A 48-year-old patient is admitted into hospital with acute-onset abdominal pain
and perfuse vomiting. Serum amylase is 2500 IU/mL, C-reactive protein is 250
mg/L. The patient is managed conservatively, but 48 hours later you are called to see him as the nursing staff have become concerned. On examination the patient is distressed and combative. His blood pressure is 105/65 mmHg, pulse rate is 130 beats/min and respiratory rate is 38 breaths/min. Arterial blood gases show pH 7.20, pO2 7.9 and pCO2 5.8. The most likely cause of his deterioration is:

A. Septic shock
B. Acute respiratory distress syndrome
C. Pancreatic pseudocyst
D. Acute alcohol withdrawal
E. Disseminated intravascular coagulation

A

B. Acute respiratory distress syndrome

Acute pancreatitis is a serious systemic insult, even with optimal management there is still a 10% mortalitiy. Patients who present seemingly well will deteriorate over the course of a few days, as in this case.

Causes of mortality are various, but can arise from cardiovascular collapse (secondary to hypovolaemia), gastrointestinal bleeding, thrombosis, renal failure, coagulation derangement (Rarely severe).

The patient in this scenario is in respiratory failure, there can be respiratory complication in pancreatitis due to atelectasis and acute lung injury or ARDS. ARDS may be due to a primary lung injury or an inflammatory insult, it has a poor prognosis and often leads to ITU admission.

35
Q

A patient was admitted for acute pancreatitis secondary to alcohol misuse. He was treated conservatively and discharged for outpatient follow-up. He presents to your clinic after 8 weeks complaining of continued abdominal pain in the epigastrium radiating into the back. Serum amylase is 7800 IU/L. On examination he is tender over the epigastrium. Blood pressure, pulse rate and temperature are all unremarkable. The diagnosis is:
A. Pancreatic pseudocyst
B. Cholecystitis
C. Chronic pancreatitis
D. Recurrent acute pancreatitis
E. Pancreatic abscess

A

A. Pancreatic pseudocyst

A pancreatic psudocyst is a common (20% of cases) late complication of pancreatitits, this is a classic presentation.

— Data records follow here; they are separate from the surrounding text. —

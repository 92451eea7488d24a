// ==========================================
// 仓储质检核心 - 仓储层错误类型
// ==========================================
// 工具: thiserror 派生宏
// ==========================================

use thiserror::Error;

/// 仓储层错误类型
#[derive(Error, Debug)]
pub enum RepositoryError {
    // ===== 并发控制错误 =====
    #[error("乐观锁冲突: {entity} id={id}, expected_revision={expected}, actual_revision={actual}")]
    OptimisticLockFailure {
        entity: String,
        id: String,
        expected: i32,
        actual: i32,
    },

    // ===== 数据库错误 =====
    #[error("记录未找到: {entity} with id={id}")]
    NotFound { entity: String, id: String },

    #[error("数据库连接失败: {0}")]
    DatabaseConnectionError(String),

    #[error("数据库锁获取失败: {0}")]
    LockError(String),

    #[error("数据库事务失败: {0}")]
    DatabaseTransactionError(String),

    #[error("数据库查询失败: {0}")]
    DatabaseQueryError(String),

    #[error("唯一约束违反: {0}")]
    UniqueConstraintViolation(String),

    #[error("外键约束违反: {0}")]
    ForeignKeyViolation(String),

    // ===== 数据质量错误 =====
    #[error("字段值错误 (field={field}): {message}")]
    FieldValueError { field: String, message: String },

    // ===== 通用错误 =====
    #[error("内部错误: {0}")]
    InternalError(String),

    #[error(transparent)]
    Other(#[from] anyhow::Error),
}

impl RepositoryError {
    pub fn not_found(entity: &str, id: &str) -> Self {
        RepositoryError::NotFound {
            entity: entity.to_string(),
            id: id.to_string(),
        }
    }
}

// 实现 From<rusqlite::Error>
impl From<rusqlite::Error> for RepositoryError {
    fn from(err: rusqlite::Error) -> Self {
        match err {
            rusqlite::Error::SqliteFailure(_, Some(msg)) => {
                if msg.contains("UNIQUE") {
                    RepositoryError::UniqueConstraintViolation(msg)
                } else if msg.contains("FOREIGN KEY") {
                    RepositoryError::ForeignKeyViolation(msg)
                } else {
                    RepositoryError::DatabaseQueryError(msg)
                }
            }
            rusqlite::Error::QueryReturnedNoRows => RepositoryError::NotFound {
                entity: "Unknown".to_string(),
                id: "Unknown".to_string(),
            },
            rusqlite::Error::FromSqlConversionFailure(idx, _, source) => {
                RepositoryError::FieldValueError {
                    field: format!("column#{}", idx),
                    message: source.to_string(),
                }
            }
            _ => RepositoryError::DatabaseQueryError(err.to_string()),
        }
    }
}

// 实现 From<serde_json::Error> (快照字段序列化)
impl From<serde_json::Error> for RepositoryError {
    fn from(err: serde_json::Error) -> Self {
        RepositoryError::FieldValueError {
            field: "json".to_string(),
            message: err.to_string(),
        }
    }
}

/// Result 类型别名
pub type RepositoryResult<T> = Result<T, RepositoryError>;
// ==========================================
// 仓储质检核心 - 库位数据仓储
// ==========================================
// 红线: 占用计数只允许 "SET x = x + ?" 原子增减，禁止读-改-写
// ==========================================

use crate::db::enum_from_sql;
use crate::domain::cell::{CellLoad, StorageCell};
use crate::domain::types::CellStatus;
use crate::repository::error::{RepositoryError, RepositoryResult};
use crate::repository::unit_of_work::SqliteStores;
use rusqlite::{params, OptionalExtension, Result as SqliteResult, Row};

// ==========================================
// StorageCellRepository - 库位仓储接口
// ==========================================
pub trait StorageCellRepository {
    /// 插入库位
    fn insert(&self, cell: &StorageCell) -> RepositoryResult<()>;

    /// 按ID查询
    fn find_by_id(&self, cell_id: &str) -> RepositoryResult<Option<StorageCell>>;

    /// 原子增减占用计数
    ///
    /// # 返回
    /// - Err(NotFound): 库位不存在
    fn adjust_load(&self, cell_id: &str, delta: &CellLoad) -> RepositoryResult<()>;

    /// AVAILABLE -> OCCUPIED（已占用则不变）
    fn mark_occupied(&self, cell_id: &str) -> RepositoryResult<()>;

    /// 按ID升序分页
    fn list_page(
        &self,
        warehouse_id: Option<&str>,
        after_id: Option<&str>,
        limit: usize,
    ) -> RepositoryResult<Vec<StorageCell>>;
}

const SELECT_COLUMNS: &str = r#"
    cell_id, warehouse_id, code, role, status,
    max_packages, max_weight_kg, max_volume_m3,
    current_packages, current_weight_kg, current_volume_m3
"#;

fn map_row(row: &Row<'_>) -> SqliteResult<StorageCell> {
    let role: String = row.get(3)?;
    let status: String = row.get(4)?;
    Ok(StorageCell {
        cell_id: row.get(0)?,
        warehouse_id: row.get(1)?,
        code: row.get(2)?,
        role: enum_from_sql(3, &role)?,
        status: enum_from_sql(4, &status)?,
        max_packages: row.get(5)?,
        max_weight_kg: row.get(6)?,
        max_volume_m3: row.get(7)?,
        current_packages: row.get(8)?,
        current_weight_kg: row.get(9)?,
        current_volume_m3: row.get(10)?,
    })
}

impl StorageCellRepository for SqliteStores<'_> {
    fn insert(&self, cell: &StorageCell) -> RepositoryResult<()> {
        self.conn().execute(
            r#"
            INSERT INTO storage_cell (
                cell_id, warehouse_id, code, role, status,
                max_packages, max_weight_kg, max_volume_m3,
                current_packages, current_weight_kg, current_volume_m3
            ) VALUES (?1, ?2, ?3, ?4, ?5, ?6, ?7, ?8, ?9, ?10, ?11)
            "#,
            params![
                cell.cell_id,
                cell.warehouse_id,
                cell.code,
                cell.role.as_str(),
                cell.status.as_str(),
                cell.max_packages,
                cell.max_weight_kg,
                cell.max_volume_m3,
                cell.current_packages,
                cell.current_weight_kg,
                cell.current_volume_m3,
            ],
        )?;
        Ok(())
    }

    fn find_by_id(&self, cell_id: &str) -> RepositoryResult<Option<StorageCell>> {
        let sql = format!("SELECT {} FROM storage_cell WHERE cell_id = ?1", SELECT_COLUMNS);
        let cell = self
            .conn()
            .query_row(&sql, params![cell_id], map_row)
            .optional()?;
        Ok(cell)
    }

    fn adjust_load(&self, cell_id: &str, delta: &CellLoad) -> RepositoryResult<()> {
        let affected = self.conn().execute(
            r#"
            UPDATE storage_cell
               SET current_packages = current_packages + ?2,
                   current_weight_kg = current_weight_kg + ?3,
                   current_volume_m3 = current_volume_m3 + ?4
             WHERE cell_id = ?1
            "#,
            params![cell_id, delta.packages, delta.weight_kg, delta.volume_m3],
        )?;
        if affected == 0 {
            return Err(RepositoryError::not_found("StorageCell", cell_id));
        }
        Ok(())
    }

    fn mark_occupied(&self, cell_id: &str) -> RepositoryResult<()> {
        self.conn().execute(
            "UPDATE storage_cell SET status = ?2 WHERE cell_id = ?1 AND status = ?3",
            params![
                cell_id,
                CellStatus::Occupied.as_str(),
                CellStatus::Available.as_str()
            ],
        )?;
        Ok(())
    }

    fn list_page(
        &self,
        warehouse_id: Option<&str>,
        after_id: Option<&str>,
        limit: usize,
    ) -> RepositoryResult<Vec<StorageCell>> {
        let sql = format!(
            r#"
            SELECT {} FROM storage_cell
            WHERE (?1 IS NULL OR warehouse_id = ?1)
              AND (?2 IS NULL OR cell_id > ?2)
            ORDER BY cell_id
            LIMIT ?3
            "#,
            SELECT_COLUMNS
        );
        let mut stmt = self.conn().prepare(&sql)?;
        let cells = stmt
            .query_map(params![warehouse_id, after_id, limit as i64], map_row)?
            .collect::<SqliteResult<Vec<StorageCell>>>()?;
        Ok(cells)
    }
}
// ==========================================
// 仓储质检核心 - 审计记录/移动流水仓储
// ==========================================
// 红线: 所有写入必须记录
// 说明: 只提供最小回读能力，查询/导出/看板属于外部系统
// ==========================================

use crate::db::{enum_from_sql, ts_from_sql, ts_to_sql};
use crate::domain::audit::{AuditRecord, MovementLogEntry};
use crate::repository::error::RepositoryResult;
use crate::repository::unit_of_work::SqliteStores;
use rusqlite::{params, Result as SqliteResult, Row};
use serde_json::Value as JsonValue;

// ==========================================
// AuditTrailRepository - 审计仓储接口
// ==========================================
// 红线: Repository 不做业务逻辑,只做数据映射
pub trait AuditTrailRepository {
    /// 插入审计记录
    fn insert_audit(&self, record: &AuditRecord) -> RepositoryResult<()>;

    /// 插入移动流水
    fn insert_movement(&self, entry: &MovementLogEntry) -> RepositoryResult<()>;

    /// 查询某实体的审计记录（时间升序）
    fn find_audits_by_entity(&self, entity_type: &str, entity_id: &str) -> RepositoryResult<Vec<AuditRecord>>;

    /// 查询某分配的移动流水（时间升序）
    fn find_movements_by_allocation(&self, allocation_id: &str) -> RepositoryResult<Vec<MovementLogEntry>>;
}

fn parse_json(raw: Option<String>) -> Option<JsonValue> {
    raw.and_then(|s| serde_json::from_str(&s).ok())
}

fn map_audit_row(row: &Row<'_>) -> SqliteResult<AuditRecord> {
    let created_at: String = row.get(9)?;
    Ok(AuditRecord {
        audit_id: row.get(0)?,
        actor: row.get(1)?,
        action: row.get(2)?,
        entity_type: row.get(3)?,
        entity_id: row.get(4)?,
        description: row.get(5)?,
        old_values: parse_json(row.get(6)?),
        new_values: parse_json(row.get(7)?),
        metadata: parse_json(row.get(8)?),
        created_at: ts_from_sql(9, &created_at)?,
    })
}

fn map_movement_row(row: &Row<'_>) -> SqliteResult<MovementLogEntry> {
    let movement_kind: String = row.get(2)?;
    let created_at: String = row.get(11)?;
    Ok(MovementLogEntry {
        movement_id: row.get(0)?,
        actor: row.get(1)?,
        movement_kind: enum_from_sql(2, &movement_kind)?,
        quantity_delta: row.get(3)?,
        package_delta: row.get(4)?,
        weight_delta: row.get(5)?,
        volume_delta: row.get(6)?,
        lot_ref: row.get(7)?,
        allocation_ref: row.get(8)?,
        cell_ref: row.get(9)?,
        warehouse_ref: row.get(10)?,
        created_at: ts_from_sql(11, &created_at)?,
    })
}

impl AuditTrailRepository for SqliteStores<'_> {
    fn insert_audit(&self, record: &AuditRecord) -> RepositoryResult<()> {
        self.conn().execute(
            r#"
            INSERT INTO audit_log (
                audit_id, actor, action, entity_type, entity_id,
                description, old_values, new_values, metadata, created_at
            ) VALUES (?1, ?2, ?3, ?4, ?5, ?6, ?7, ?8, ?9, ?10)
            "#,
            params![
                record.audit_id,
                record.actor,
                record.action,
                record.entity_type,
                record.entity_id,
                record.description,
                record.old_values.as_ref().map(|v| v.to_string()),
                record.new_values.as_ref().map(|v| v.to_string()),
                record.metadata.as_ref().map(|v| v.to_string()),
                ts_to_sql(&record.created_at),
            ],
        )?;
        Ok(())
    }

    fn insert_movement(&self, entry: &MovementLogEntry) -> RepositoryResult<()> {
        self.conn().execute(
            r#"
            INSERT INTO movement_log (
                movement_id, actor, movement_kind,
                quantity_delta, package_delta, weight_delta, volume_delta,
                lot_ref, allocation_ref, cell_ref, warehouse_ref, created_at
            ) VALUES (?1, ?2, ?3, ?4, ?5, ?6, ?7, ?8, ?9, ?10, ?11, ?12)
            "#,
            params![
                entry.movement_id,
                entry.actor,
                entry.movement_kind.as_str(),
                entry.quantity_delta,
                entry.package_delta,
                entry.weight_delta,
                entry.volume_delta,
                entry.lot_ref,
                entry.allocation_ref,
                entry.cell_ref,
                entry.warehouse_ref,
                ts_to_sql(&entry.created_at),
            ],
        )?;
        Ok(())
    }

    fn find_audits_by_entity(&self, entity_type: &str, entity_id: &str) -> RepositoryResult<Vec<AuditRecord>> {
        let mut stmt = self.conn().prepare(
            r#"
            SELECT audit_id, actor, action, entity_type, entity_id,
                   description, old_values, new_values, metadata, created_at
            FROM audit_log
            WHERE entity_type = ?1 AND entity_id = ?2
            ORDER BY created_at, rowid
            "#,
        )?;
        let records = stmt
            .query_map(params![entity_type, entity_id], map_audit_row)?
            .collect::<SqliteResult<Vec<AuditRecord>>>()?;
        Ok(records)
    }

    fn find_movements_by_allocation(&self, allocation_id: &str) -> RepositoryResult<Vec<MovementLogEntry>> {
        let mut stmt = self.conn().prepare(
            r#"
            SELECT movement_id, actor, movement_kind,
                   quantity_delta, package_delta, weight_delta, volume_delta,
                   lot_ref, allocation_ref, cell_ref, warehouse_ref, created_at
            FROM movement_log
            WHERE allocation_ref = ?1
            ORDER BY created_at, rowid
            "#,
        )?;
        let entries = stmt
            .query_map(params![allocation_id], map_movement_row)?
            .collect::<SqliteResult<Vec<MovementLogEntry>>>()?;
        Ok(entries)
    }
}
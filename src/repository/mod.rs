// ==========================================
// 仓储质检核心 - 数据仓储层
// ==========================================
// 红线: Repository 不含业务逻辑
// 职责: 提供数据访问接口,屏蔽数据库细节
// 约束: 所有查询使用参数化,防止 SQL 注入
// ==========================================

pub mod allocation_repo;
pub mod audit_log_repo;
pub mod cell_repo;
pub mod error;
pub mod in_memory;
pub mod intake_line_repo;
pub mod inventory_repo;
pub mod transition_repo;
pub mod unit_of_work;

// 重导出核心仓储
pub use allocation_repo::{AllocationRepository, AllocationTotals};
pub use audit_log_repo::AuditTrailRepository;
pub use cell_repo::StorageCellRepository;
pub use error::{RepositoryError, RepositoryResult};
pub use in_memory::{InMemoryStores, InMemoryUnitOfWork, WarehouseState};
pub use intake_line_repo::IntakeLineRepository;
pub use inventory_repo::InventoryRepository;
pub use transition_repo::TransitionRepository;
pub use unit_of_work::{SqliteStores, SqliteUnitOfWork, UnitOfWork, WarehouseStores};
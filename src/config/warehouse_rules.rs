// ==========================================
// 仓储质检核心 - 业务规则参数
// ==========================================
// 来源: config_kv (global / 仓库级覆写)，缺省值见 Default
// ==========================================

use serde::{Deserialize, Serialize};

/// 分配/流转/审计的容差与分页参数
#[derive(Debug, Clone, Copy, PartialEq, Serialize, Deserialize)]
pub struct WarehouseRules {
    // ===== 分配 (与入库行比例) =====
    pub allocation_package_ratio_tolerance: f64, // 件数允许偏差比例
    pub allocation_weight_ratio_tolerance: f64,  // 重量允许偏差比例

    // ===== 质检流转 (与分配自身比例) =====
    pub transition_package_tolerance: f64,
    pub transition_weight_tolerance: f64,
    pub transition_min_package_tolerance: i64, // 件数容差下限

    // ===== 一致性审计 =====
    pub audit_package_drift_threshold: i64,
    pub audit_weight_drift_threshold_kg: f64,
    pub audit_batch_size: usize,

    /// 浮点比较 epsilon
    pub epsilon: f64,
}

impl Default for WarehouseRules {
    fn default() -> Self {
        Self {
            allocation_package_ratio_tolerance: 0.10,
            allocation_weight_ratio_tolerance: 0.05,
            transition_package_tolerance: 0.05,
            transition_weight_tolerance: 0.05,
            transition_min_package_tolerance: 1,
            audit_package_drift_threshold: 1,
            audit_weight_drift_threshold_kg: 0.1,
            audit_batch_size: 200,
            epsilon: 1e-6,
        }
    }
}
impl QualityTransitionEngine {
    pub fn new(rules: WarehouseRules) -> Self {
        Self { rules }
    }

    /// 在事务内执行流转
    #[instrument(skip(self, stores, req), fields(
        allocation_id = %req.allocation_id,
        to_status = %req.to_status,
        quantity = req.quantity,
        actor = %req.actor
    ))]
    pub fn transition(
        &self,
        stores: &dyn WarehouseStores,
        req: &TransitionRequest,
    ) -> EngineResult<TransitionOutcome> {
        let band = RatioBand::new(self.rules.epsilon);

        if req.actor.trim().is_empty() {
            return Err(EngineError::Validation("操作人不能为空".to_string()));
        }
        if req.reason.trim().is_empty() {
            return Err(EngineError::Validation("流转原因不能为空".to_string()));
        }
        if !req.to_status.is_transition_target() {
            return Err(self.reject(format!("{}不是合法的流转目标状态", req.to_status)));
        }

        // ===== 分配 =====
        let allocation = stores
            .allocations()
            .find_by_id(&req.allocation_id)?
            .ok_or_else(|| EngineError::not_found("Allocation", &req.allocation_id))?;

        if let Some(expected) = req.expected_revision {
            if expected != allocation.revision {
                warn!(expected, actual = allocation.revision, "分配版本已过期");
                return Err(EngineError::Conflict {
                    entity: "Allocation".to_string(),
                    id: allocation.allocation_id.clone(),
                    expected,
                    actual: allocation.revision,
                });
            }
        }

        if allocation.quality_status != QualityStatus::Cuarentena {
            return Err(EngineError::InvalidState(format!(
                "分配{}当前状态为{}，只有{}可以流转",
                allocation.allocation_id,
                allocation.quality_status,
                QualityStatus::Cuarentena
            )));
        }

        if !req.quantity.is_finite() || req.quantity <= 0.0 {
            return Err(self.reject(format!("流转数量必须大于0: {}", req.quantity)));
        }
        if band.exceeds(req.quantity, allocation.quantity) {
            return Err(self.reject(format!(
                "流转数量超出分配数量: 请求={}, 分配={}",
                req.quantity, allocation.quantity
            )));
        }

        // ===== 库位 =====
        let destination_id = match &req.destination_cell_id {
            Some(id) => id.clone(),
            None if req.to_status.requires_destination_cell() => {
                return Err(self.reject(format!("流转至{}必须指定目标库位", req.to_status)));
            }
            None => allocation.cell_id.clone(),
        };
        let destination = stores
            .cells()
            .find_by_id(&destination_id)?
            .ok_or_else(|| EngineError::not_found("StorageCell", &destination_id))?;
        if !destination.accepts(req.to_status.allowed_cell_roles()) {
            return Err(self.reject(format!(
                "库位{}角色{}不能存放{}",
                destination.code, destination.role, req.to_status
            )));
        }
        let source = stores
            .cells()
            .find_by_id(&allocation.cell_id)?
            .ok_or_else(|| EngineError::not_found("StorageCell", &allocation.cell_id))?;

        // ===== 流转数量 =====
        let moved = self.resolve_moved(&band, &allocation, req)?;

        // ===== 写入 =====
        let now = Utc::now().naive_utc();
        let mut updated = allocation.clone();
        updated.cell_id = destination.cell_id.clone();
        updated.quantity = moved.quantity;
        updated.packages = moved.packages;
        updated.weight_kg = moved.weight_kg;
        updated.volume_m3 = moved.volume_m3;
        updated.quality_status = req.to_status;
        updated.updated_by = req.actor.clone();
        updated.updated_at = now;
        stores
            .allocations()
            .update_guarded(&updated, allocation.revision)?;
        updated.revision = allocation.revision + 1;

        CellLedger::new(stores.cells()).transfer(
            &source.cell_id,
            &destination.cell_id,
            &moved.cell_load(),
        )?;

        let mut inventory = stores
            .inventory()
            .find_by_allocation(&allocation.allocation_id)?
            .into_iter()
            .next()
            .ok_or_else(|| EngineError::not_found("InventoryRecord", &allocation.allocation_id))?;
        inventory.cell_id = destination.cell_id.clone();
        inventory.quantity = moved.quantity;
        inventory.packages = moved.packages;
        inventory.weight_kg = moved.weight_kg;
        inventory.volume_m3 = moved.volume_m3;
        inventory.quality_status = req.to_status;
        inventory.operational_status = req.to_status.operational_status();
        inventory.updated_by = req.actor.clone();
        inventory.updated_at = now;
        stores.inventory().update(&inventory)?;

        let transition = Transition {
            transition_id: uuid::Uuid::new_v4().to_string(),
            allocation_id: allocation.allocation_id.clone(),
            from_status: allocation.quality_status,
            to_status: req.to_status,
            quantity: moved.quantity,
            packages: moved.packages,
            weight_kg: moved.weight_kg,
            volume_m3: moved.volume_m3,
            from_cell_id: source.cell_id.clone(),
            to_cell_id: destination.cell_id.clone(),
            reason: req.reason.clone(),
            actor: req.actor.clone(),
            created_at: now,
        };
        stores.transitions().insert(&transition)?;

        // ===== 留痕 =====
        let record = AuditRecord::new(
            &req.actor,
            AuditAction::QualityChange,
            "allocation",
            &allocation.allocation_id,
            format!(
                "{} -> {}: {}单位, 库位 {} -> {}",
                transition.from_status,
                transition.to_status,
                moved.quantity,
                source.code,
                destination.code
            ),
        )
        .with_values(Some(json!(allocation)), Some(json!(updated)))
        .with_metadata(json!({
            "transition_id": transition.transition_id,
            "reason": transition.reason,
        }));
        let kind = if transition.relocated() {
            MovementKind::Transfer
        } else {
            MovementKind::Adjustment
        };
        let movement = MovementLogEntry::new(&req.actor, kind)
            .with_deltas(moved.quantity, moved.packages, moved.weight_kg, moved.volume_m3)
            .with_refs(
                &allocation.intake_line_id,
                &allocation.allocation_id,
                &destination.cell_id,
                &destination.warehouse_id,
            );
        record_best_effort(stores.audit_trail(), &record, Some(&movement));

        let source_cell = stores
            .cells()
            .find_by_id(&source.cell_id)?
            .ok_or_else(|| EngineError::not_found("StorageCell", &source.cell_id))?;
        let destination_cell = stores
            .cells()
            .find_by_id(&destination.cell_id)?
            .ok_or_else(|| EngineError::not_found("StorageCell", &destination.cell_id))?;

        info!(
            transition_id = %transition.transition_id,
            packages = moved.packages,
            weight_kg = moved.weight_kg,
            relocated = transition.relocated(),
            "质检流转完成"
        );

        Ok(TransitionOutcome {
            transition,
            allocation: updated,
            inventory,
            source_cell,
            destination_cell,
            event: AuditEvent::new(record, Some(movement)),
        })
    }

    /// 推导并校验流转部分的件数/重量/体积
    fn resolve_moved(
        &self,
        band: &RatioBand,
        allocation: &Allocation,
        req: &TransitionRequest,
    ) -> EngineResult<Quantities> {
        let ratio = if allocation.quantity > 0.0 {
            req.quantity / allocation.quantity
        } else {
            0.0
        };
        let expected_packages = band.expected_packages_ceil(allocation.packages, ratio);
        let expected_weight = allocation.weight_kg * ratio;
        let expected_volume = allocation.volume_m3 * ratio;

        let packages = req.packages.unwrap_or(expected_packages);
        let weight_kg = req.weight_kg.unwrap_or(expected_weight);
        let volume_m3 = req.volume_m3.unwrap_or(expected_volume);

        if packages < 0 || !weight_kg.is_finite() || weight_kg < 0.0 || !volume_m3.is_finite() || volume_m3 < 0.0 {
            return Err(self.reject(format!(
                "流转件数/重量/体积不能为负: packages={}, weight={}, volume={}",
                packages, weight_kg, volume_m3
            )));
        }
        if packages > allocation.packages {
            return Err(self.reject(format!(
                "流转件数超出分配件数: 请求={}, 分配={}",
                packages, allocation.packages
            )));
        }

        let package_tolerance = (self.rules.transition_min_package_tolerance as f64)
            .max(expected_packages as f64 * self.rules.transition_package_tolerance);
        if !band.check(packages as f64, expected_packages as f64, package_tolerance) {
            return Err(self.reject(format!(
                "流转件数与分配比例不符: 实际={}, 期望={}, 容差={}",
                packages, expected_packages, package_tolerance
            )));
        }
        if !band.check_relative(weight_kg, expected_weight, self.rules.transition_weight_tolerance) {
            return Err(self.reject(format!(
                "流转重量与分配比例不符: 实际={}, 期望≈{:.3}, 容差={}%",
                weight_kg,
                expected_weight,
                self.rules.transition_weight_tolerance * 100.0
            )));
        }

        Ok(Quantities::new(req.quantity, packages, weight_kg, volume_m3))
    }

    fn reject(&self, reason: String) -> EngineError {
        warn!(reason = %reason, "质检流转被拒绝");
        EngineError::Validation(reason)
    }
}
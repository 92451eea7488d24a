// ==========================================
// 仓储质检核心 - API 层
// ==========================================
// 职责: 提供业务 API 接口,供命令行及上层服务调用
// ==========================================

pub mod error;
pub mod warehouse_api;

// 重导出核心类型
pub use error::{ApiError, ApiResult};
pub use warehouse_api::{AssignCommand, TransitionCommand, WarehouseApi};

Patients will tend to present 6-8 weeks following acute pancreatitis, there will commonly be a persistently raised amylase. Without any deranged observations or pyrexia it is unlikely to be reccurrent acute pancreatitis, and precludes a pancreatic abcess.

Chronic pancreatitis and cholecystitis are differentials but should only be considered after the exclusion of a pancreatic psudocyst.

These psudocysts are a collection of pancreatic juices enclosed in a non-epithelial sac of fibrous and granulomatous tissue. They can occur in the pancreas, but are more commonly in the lesser sac. Comnplications include; infection (then termed a pancreatic abcess), vesel erosion, duodenal obstruction, billiary obstruction or rupture.

Smaller cysts often resolve and are managed conservatively, large cysts (6cm pr greater) or complicated cysts may be drained with the aid of CT or ultrasound imaging, endoscopic drainage, or open pancreatectomy.